Ryerson, the hidden dagger

All of this talk of wingers and wide forwards misses one crucial detail: Norway’s most devastating crosser does not start in midfield at all.

He starts at right-back.

Julian Ryerson is the reason Sorloth shifts inside. When Norway have possession, the Borussia Dortmund defender charges past the winger into advanced positions, turning the right flank into a runway. With Haaland and Sorloth both attacking the box, his deliveries become a nightmare to defend.

The numbers from his club season are outrageous: 18 Bundesliga assists in 2025-26. That is not a purple patch; it is a blueprint. Many came from open-play crosses after late surges, but he is just as ruthless from dead balls. Corners, free-kicks, wide restarts – Ryerson hits them with pace and precision, and Norway flood the area with size.

He will be a problem that opponents in the so-called Group of Death cannot afford to ignore. Focus too much on Haaland and Sorloth, and Ryerson will pick you apart from the wing. Sit deep to block his crosses, and Odegaard will have room to dictate in front of the back line.

A nation finally returns

Norway’s wait has been long. Twenty-eight years without a World Cup appearance is a lifetime in football terms. Solbakken has felt that absence as player and coach, and he knows exactly what this return means.

“I think it means a lot for the whole nation, especially the common supporter,” he told FIFA. “I think it's been hard for everyone to sit home at every World Cup back to when I played in 1998. Fifty-thousand fans came to meet us [after qualification was confirmed] on a Monday in minus four [degrees], so that says it all. They have waited for this moment for so long, and now it's finally here.”

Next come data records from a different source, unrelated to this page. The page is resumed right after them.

//! Shared fixtures for ORM integration tests.

#![allow(dead_code)]

use std::sync::{Arc, Mutex};

use jazzdb_core::connection::ConnectionResult;
use jazzdb_core::{
    BoxFuture, Connection, ConnectionError, Dialect, GenericDialect, ResultSet, RowMode, Session,
    SqlValue, Statement,
};
use jazzdb_orm::{BackendRegistry, Database, FieldDescriptor, Fragment, ModelSchema, Schema};
use tracing::Level;
use tracing_subscriber::FmtSubscriber;

/// Routes log output through the test harness. Safe to call repeatedly.
pub fn init_tracing() {
    let subscriber = FmtSubscriber::builder()
        .with_max_level(Level::DEBUG)
        .with_test_writer()
        .finish();
    let _ = tracing::subscriber::set_global_default(subscriber);
}

pub fn school_schema() -> Schema {
    Schema::new()
        .model(
            "class",
            ModelSchema::new()
                .field("id", FieldDescriptor::primary_key())
                .field("name", FieldDescriptor::text().required())
                .field("teacher", FieldDescriptor::text())
                .field("funding", FieldDescriptor::real())
                .field("helper", FieldDescriptor::text())
                .field("students", FieldDescriptor::has_many("student", "class")),
        )
        .model(
            "student",
            ModelSchema::new()
                .field("id", FieldDescriptor::primary_key())
                .field("name", FieldDescriptor::text())
                .field("age", FieldDescriptor::integer())
                .field("class", FieldDescriptor::has_one("class"))
                .field("address", FieldDescriptor::has_one("address")),
        )
        .model(
            "address",
            ModelSchema::new()
                .field("id", FieldDescriptor::primary_key())
                .field("city", FieldDescriptor::text()),
        )
}

const TABLES: [&str; 3] = [
    "CREATE TABLE class (id INTEGER PRIMARY KEY AUTOINCREMENT, name TEXT NOT NULL, teacher TEXT, funding REAL, helper TEXT)",
    "CREATE TABLE student (id INTEGER PRIMARY KEY AUTOINCREMENT, name TEXT, age INTEGER, class INTEGER REFERENCES class (id), address INTEGER REFERENCES address (id))",
    "CREATE TABLE address (id INTEGER PRIMARY KEY AUTOINCREMENT, city TEXT)",
];

const ROWS: [&str; 3] = [
    "INSERT INTO class (name, teacher, funding, helper) VALUES \
     ('Year 3', 'Sam', 10, NULL), ('Year 4', 'Sam', 20, NULL), ('Year 5', 'Sally', 30, 'Pat')",
    "INSERT INTO address (city) VALUES ('Leeds')",
    "INSERT INTO student (name, age, class, address) VALUES \
     ('Alice', 8, 1, 1), ('Bob', 9, 1, NULL), ('Carol', 10, 3, NULL), ('Dan', 11, 3, NULL)",
];

/// An in-memory database with the school tables but no rows.
pub async fn empty_school() -> Database {
    init_tracing();
    let db = Database::connect(&BackendRegistry::with_defaults(), "sqlite::memory:")
        .expect("sqlite backend");
    db.add_schema(school_schema()).expect("valid schema");
    for table in TABLES {
        db.execute(Fragment::sql(table)).await.expect("create table");
    }
    db
}

/// An in-memory database holding three classes and four students.
///
/// Year 3 (Sam) has Alice and Bob, Year 4 (Sam) has nobody, Year 5 (Sally,
/// helped by Pat) has Carol and Dan. Only Alice has an address.
pub async fn school() -> Database {
    let db = empty_school().await;
    for rows in ROWS {
        db.execute(Fragment::sql(rows)).await.expect("insert rows");
    }
    db
}

pub fn text(value: &str) -> SqlValue {
    SqlValue::Text(value.to_string())
}

/// A connection that records every statement instead of running it.
#[derive(Clone, Default)]
pub struct Recorder {
    log: Arc<Mutex<Vec<String>>>,
    fail: Arc<Mutex<Option<String>>>,
}

impl Recorder {
    pub fn log(&self) -> Vec<String> {
        self.log.lock().unwrap().clone()
    }

    /// Makes statements with exactly this SQL fail.
    pub fn fail_on(&self, sql: &str) {
        *self.fail.lock().unwrap() = Some(sql.to_string());
    }

    fn record(&self, statement: &Statement) -> ConnectionResult<ResultSet> {
        self.log.lock().unwrap().push(statement.sql.clone());
        if self.fail.lock().unwrap().as_deref() == Some(statement.sql.as_str()) {
            return Err(ConnectionError::new("statement failed"));
        }
        Ok(ResultSet::default())
    }
}

impl Connection for Recorder {
    fn name(&self) -> &'static str {
        "recorder"
    }

    fn dialect(&self) -> &dyn Dialect {
        &GenericDialect
    }

    fn execute<'a>(
        &'a self,
        statement: &'a Statement,
        _mode: RowMode,
    ) -> BoxFuture<'a, ConnectionResult<ResultSet>> {
        Box::pin(async move { self.record(statement) })
    }

    fn acquire(&self) -> BoxFuture<'_, ConnectionResult<Box<dyn Session>>> {
        let session = RecorderSession {
            recorder: self.clone(),
        };
        Box::pin(async move { Ok(Box::new(session) as Box<dyn Session>) })
    }

    fn close(&self) -> BoxFuture<'_, ()> {
        Box::pin(async {})
    }
}

struct RecorderSession {
    recorder: Recorder,
}

impl Session for RecorderSession {
    fn execute<'a>(
        &'a mut self,
        statement: &'a Statement,
        _mode: RowMode,
    ) -> BoxFuture<'a, ConnectionResult<ResultSet>> {
        Box::pin(async move { self.recorder.record(statement) })
    }

    fn release(self: Box<Self>) -> BoxFuture<'static, ()> {
        Box::pin(async move {
            self.recorder.log.lock().unwrap().push("<release>".to_string());
        })
    }
}

/// A database whose statements are recorded by the returned recorder.
pub fn recorded() -> (Database, Recorder) {
    init_tracing();
    let recorder = Recorder::default();
    let db = Database::new(Arc::new(recorder.clone()));
    db.add_schema(school_schema()).expect("valid schema");
    (db, recorder)
}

The draw has not been kind. France, Senegal and Iraq form a group that offers no soft landing, no easy path through. Solbakken is realistic about where his side stand in the global hierarchy.

“I don't think we are dark horses to get all the way. I think we are dark horses in terms of, on our day, we can maybe beat a stronger opponent. But to say that we are dark horses for the whole tournament is too far. We are in a very hard group. I think it will be very tight and hopefully we have the organisation and the match-winners to get through.”

That is the balance of this Norway team in a sentence: organisation and match-winners. A collective drilled in a clear structure, but with enough individual quality to tilt a game in a single moment.

Solbakken wants this World Cup to be more than a nostalgic return. “For Norway, this is the World Cup to express themselves – to show the world that we play, maybe, a different kind of football than what we have done before, and that we are an offensive team with good individuals that work hard for each other. My dream scenario? I won't talk about it, because my dreams are for myself. But hopefully we can get the best out of the team and on our day, then we can beat anyone.”

Haaland will draw the cameras. Odegaard will pull the strings. Ryerson will thunder forward, Nusa will twist full-backs inside out, Sorloth will bully centre-halves from awkward angles. For the first time in a generation, Norway arrive at a World Cup with genuine threats across the pitch.

In a brutal group and on football’s biggest stage, we are about to find out whether that is enough.